===== Dataset content

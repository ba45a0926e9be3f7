use crate::Result;
use core::pin::pin;
use core::sync::atomic::{AtomicBool, Ordering};
use core::time::Duration;
use ohno::IntoAppError;
use std::sync::{Arc, Mutex, PoisonError};
use std::time::Instant;
use tokio::sync::{Notify, OwnedSemaphorePermit, Semaphore};

/// Limits how many metric queries are in flight and lets any caller pause new ones.
///
/// Call [`Throttler::acquire`] before each request and hold the permit until the response
/// arrives. When the backend asks for a break (HTTP 429), [`Throttler::pause_for`] stops
/// new requests from starting until the pause expires. Overlapping pauses resolve to the
/// longest one.
#[derive(Debug)]
pub struct Throttler {
    semaphore: Arc<Semaphore>,
    paused: AtomicBool,
    resume: Notify,
    resume_at: Mutex<Option<Instant>>,
}

impl Throttler {
    /// Minimum extension required for a new pause to override an active one.
    const MIN_PAUSE_EXTENSION: Duration = Duration::from_millis(250);

    /// Create a throttler allowing at most `max_concurrent` requests at a time.
    #[must_use]
    pub fn new(max_concurrent: usize) -> Arc<Self> {
        Arc::new(Self {
            semaphore: Arc::new(Semaphore::new(max_concurrent.max(1))),
            paused: AtomicBool::new(false),
            resume: Notify::new(),
            resume_at: Mutex::new(None),
        })
    }

    /// Wait until unpaused, then take a concurrency slot.
    pub async fn acquire(&self) -> Result<OwnedSemaphorePermit> {
        loop {
            // Register for the wake-up before checking the flag so a resume in between is not lost.
            let mut resumed = pin!(self.resume.notified());
            let _ = resumed.as_mut().enable();

            if self.is_paused() {
                resumed.await;
                continue;
            }

            return Arc::clone(&self.semaphore)
                .acquire_owned()
                .await
                .into_app_err("request throttler was shut down");
        }
    }

    fn is_paused(&self) -> bool {
        self.paused.load(Ordering::Acquire)
    }

    /// Stop new requests for `duration`, then resume automatically.
    ///
    /// Requests already holding a permit are unaffected. Returns `false` when an
    /// equivalent or longer pause is already in effect.
    pub fn pause_for(self: &Arc<Self>, duration: Duration) -> bool {
        let new_resume_at = Instant::now() + duration;

        {
            let mut guard = self.resume_at.lock().unwrap_or_else(PoisonError::into_inner);
            if guard.is_some_and(|existing| existing + Self::MIN_PAUSE_EXTENSION >= new_resume_at) {
                return false;
            }
            *guard = Some(new_resume_at);
        }

        log::debug!("pausing metric queries for {}ms", duration.as_millis());
        self.paused.store(true, Ordering::Release);

        let this = Arc::clone(self);
        drop(tokio::spawn(async move {
            tokio::time::sleep(duration).await;

            let should_resume = {
                let mut guard = this.resume_at.lock().unwrap_or_else(PoisonError::into_inner);
                if guard.is_some_and(|t| Instant::now() >= t) {
                    *guard = None;
                    true
                } else {
                    false
                }
            };

            if should_resume {
                this.paused.store(false, Ordering::Release);
                this.resume.notify_waiters();
            }
        }));

        true
    }
}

==========

## About this exercise
Where does "already" appear in the records above? Copy each line that holds it.

## Task answer
    /// Requests already holding a permit are unaffected. Returns `false` when an
    /// equivalent or longer pause is already in effect.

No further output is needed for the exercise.